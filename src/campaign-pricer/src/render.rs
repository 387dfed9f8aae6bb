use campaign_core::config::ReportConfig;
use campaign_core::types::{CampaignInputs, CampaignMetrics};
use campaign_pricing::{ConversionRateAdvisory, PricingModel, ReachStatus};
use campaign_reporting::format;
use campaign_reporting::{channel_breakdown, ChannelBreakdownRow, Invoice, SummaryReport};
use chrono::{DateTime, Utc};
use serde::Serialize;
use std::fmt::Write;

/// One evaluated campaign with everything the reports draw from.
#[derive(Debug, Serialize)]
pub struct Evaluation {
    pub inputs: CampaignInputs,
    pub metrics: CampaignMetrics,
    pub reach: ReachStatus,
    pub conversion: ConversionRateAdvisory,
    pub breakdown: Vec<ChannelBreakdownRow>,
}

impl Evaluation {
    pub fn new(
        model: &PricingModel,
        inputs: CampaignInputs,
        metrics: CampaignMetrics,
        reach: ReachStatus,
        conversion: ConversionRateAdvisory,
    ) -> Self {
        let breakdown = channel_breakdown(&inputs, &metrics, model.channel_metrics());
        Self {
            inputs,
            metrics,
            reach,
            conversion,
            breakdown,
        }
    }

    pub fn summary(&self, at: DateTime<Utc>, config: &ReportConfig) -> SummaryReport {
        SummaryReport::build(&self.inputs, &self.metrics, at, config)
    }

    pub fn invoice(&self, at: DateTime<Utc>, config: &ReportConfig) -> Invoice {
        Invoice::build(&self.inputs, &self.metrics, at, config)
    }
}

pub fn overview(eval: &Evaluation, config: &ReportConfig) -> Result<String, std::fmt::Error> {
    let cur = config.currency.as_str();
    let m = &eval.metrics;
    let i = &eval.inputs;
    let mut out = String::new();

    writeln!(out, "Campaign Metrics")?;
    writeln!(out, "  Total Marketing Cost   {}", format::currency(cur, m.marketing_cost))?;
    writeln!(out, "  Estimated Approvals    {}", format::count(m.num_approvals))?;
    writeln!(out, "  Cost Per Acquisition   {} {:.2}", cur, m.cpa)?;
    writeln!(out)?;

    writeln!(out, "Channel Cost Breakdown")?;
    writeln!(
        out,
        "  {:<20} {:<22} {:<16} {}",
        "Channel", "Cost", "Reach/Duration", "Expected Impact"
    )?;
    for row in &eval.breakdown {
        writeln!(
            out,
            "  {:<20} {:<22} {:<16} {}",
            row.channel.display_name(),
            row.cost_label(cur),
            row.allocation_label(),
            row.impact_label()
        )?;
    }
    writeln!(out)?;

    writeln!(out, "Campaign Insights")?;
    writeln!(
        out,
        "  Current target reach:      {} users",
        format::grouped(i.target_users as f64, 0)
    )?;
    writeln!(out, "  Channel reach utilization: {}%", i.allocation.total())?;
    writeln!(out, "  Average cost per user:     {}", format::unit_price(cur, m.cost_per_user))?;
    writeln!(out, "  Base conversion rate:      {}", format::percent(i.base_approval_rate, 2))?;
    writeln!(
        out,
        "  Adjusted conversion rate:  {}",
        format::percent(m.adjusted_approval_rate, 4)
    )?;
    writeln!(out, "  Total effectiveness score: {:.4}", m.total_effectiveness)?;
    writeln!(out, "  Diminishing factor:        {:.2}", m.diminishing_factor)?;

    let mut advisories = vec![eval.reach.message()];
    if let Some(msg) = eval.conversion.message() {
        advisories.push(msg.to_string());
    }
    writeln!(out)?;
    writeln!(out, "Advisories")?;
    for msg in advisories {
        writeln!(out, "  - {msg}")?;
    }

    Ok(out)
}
★ ★ ★
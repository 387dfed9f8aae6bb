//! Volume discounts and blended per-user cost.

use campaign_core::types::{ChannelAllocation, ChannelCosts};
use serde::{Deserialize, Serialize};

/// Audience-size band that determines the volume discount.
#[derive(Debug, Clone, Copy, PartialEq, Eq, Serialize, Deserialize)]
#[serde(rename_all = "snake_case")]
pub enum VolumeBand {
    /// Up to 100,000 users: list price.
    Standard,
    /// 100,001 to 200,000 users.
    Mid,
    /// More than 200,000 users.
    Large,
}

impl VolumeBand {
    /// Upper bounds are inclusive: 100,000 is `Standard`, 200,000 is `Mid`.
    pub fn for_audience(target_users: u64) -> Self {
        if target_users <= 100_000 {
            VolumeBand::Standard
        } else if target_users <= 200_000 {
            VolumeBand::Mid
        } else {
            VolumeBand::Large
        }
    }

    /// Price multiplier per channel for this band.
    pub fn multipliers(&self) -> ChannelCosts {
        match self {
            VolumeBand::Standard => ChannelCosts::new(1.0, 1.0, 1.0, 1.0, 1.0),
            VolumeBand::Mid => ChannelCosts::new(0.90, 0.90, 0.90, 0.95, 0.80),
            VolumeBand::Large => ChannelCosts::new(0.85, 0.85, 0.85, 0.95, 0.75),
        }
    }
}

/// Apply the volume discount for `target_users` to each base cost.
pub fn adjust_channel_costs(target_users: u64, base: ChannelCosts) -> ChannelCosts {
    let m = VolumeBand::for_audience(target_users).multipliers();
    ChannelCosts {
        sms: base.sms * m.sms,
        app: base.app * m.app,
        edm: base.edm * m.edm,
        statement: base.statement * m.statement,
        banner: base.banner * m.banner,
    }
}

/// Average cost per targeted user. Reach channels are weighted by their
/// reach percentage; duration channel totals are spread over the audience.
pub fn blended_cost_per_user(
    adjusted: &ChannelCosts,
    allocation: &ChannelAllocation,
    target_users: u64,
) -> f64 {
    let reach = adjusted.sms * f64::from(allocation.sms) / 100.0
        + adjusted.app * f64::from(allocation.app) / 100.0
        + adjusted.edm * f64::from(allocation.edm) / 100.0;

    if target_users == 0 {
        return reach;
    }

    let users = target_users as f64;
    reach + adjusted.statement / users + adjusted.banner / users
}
★ ★ ★
Beginning with the line that has "filename src/campaign-pricer/src/render.rs" and ending with the line that has "let mut out = String::new();", set down the lines above exactly and include no others.

filename src/campaign-pricer/src/render.rs
repository 387dfed9f8aae6bb
use campaign_core::config::ReportConfig;
use campaign_core::types::{CampaignInputs, CampaignMetrics};
use campaign_pricing::{ConversionRateAdvisory, PricingModel, ReachStatus};
use campaign_reporting::format;
use campaign_reporting::{channel_breakdown, ChannelBreakdownRow, Invoice, SummaryReport};
use chrono::{DateTime, Utc};
use serde::Serialize;
use std::fmt::Write;

/// One evaluated campaign with everything the reports draw from.
#[derive(Debug, Serialize)]
pub struct Evaluation {
    pub inputs: CampaignInputs,
    pub metrics: CampaignMetrics,
    pub reach: ReachStatus,
    pub conversion: ConversionRateAdvisory,
    pub breakdown: Vec<ChannelBreakdownRow>,
}

impl Evaluation {
    pub fn new(
        model: &PricingModel,
        inputs: CampaignInputs,
        metrics: CampaignMetrics,
        reach: ReachStatus,
        conversion: ConversionRateAdvisory,
    ) -> Self {
        let breakdown = channel_breakdown(&inputs, &metrics, model.channel_metrics());
        Self {
            inputs,
            metrics,
            reach,
            conversion,
            breakdown,
        }
    }

    pub fn summary(&self, at: DateTime<Utc>, config: &ReportConfig) -> SummaryReport {
        SummaryReport::build(&self.inputs, &self.metrics, at, config)
    }

    pub fn invoice(&self, at: DateTime<Utc>, config: &ReportConfig) -> Invoice {
        Invoice::build(&self.inputs, &self.metrics, at, config)
    }
}

pub fn overview(eval: &Evaluation, config: &ReportConfig) -> Result<String, std::fmt::Error> {
    let cur = config.currency.as_str();
    let m = &eval.metrics;
    let i = &eval.inputs;
    let mut out = String::new();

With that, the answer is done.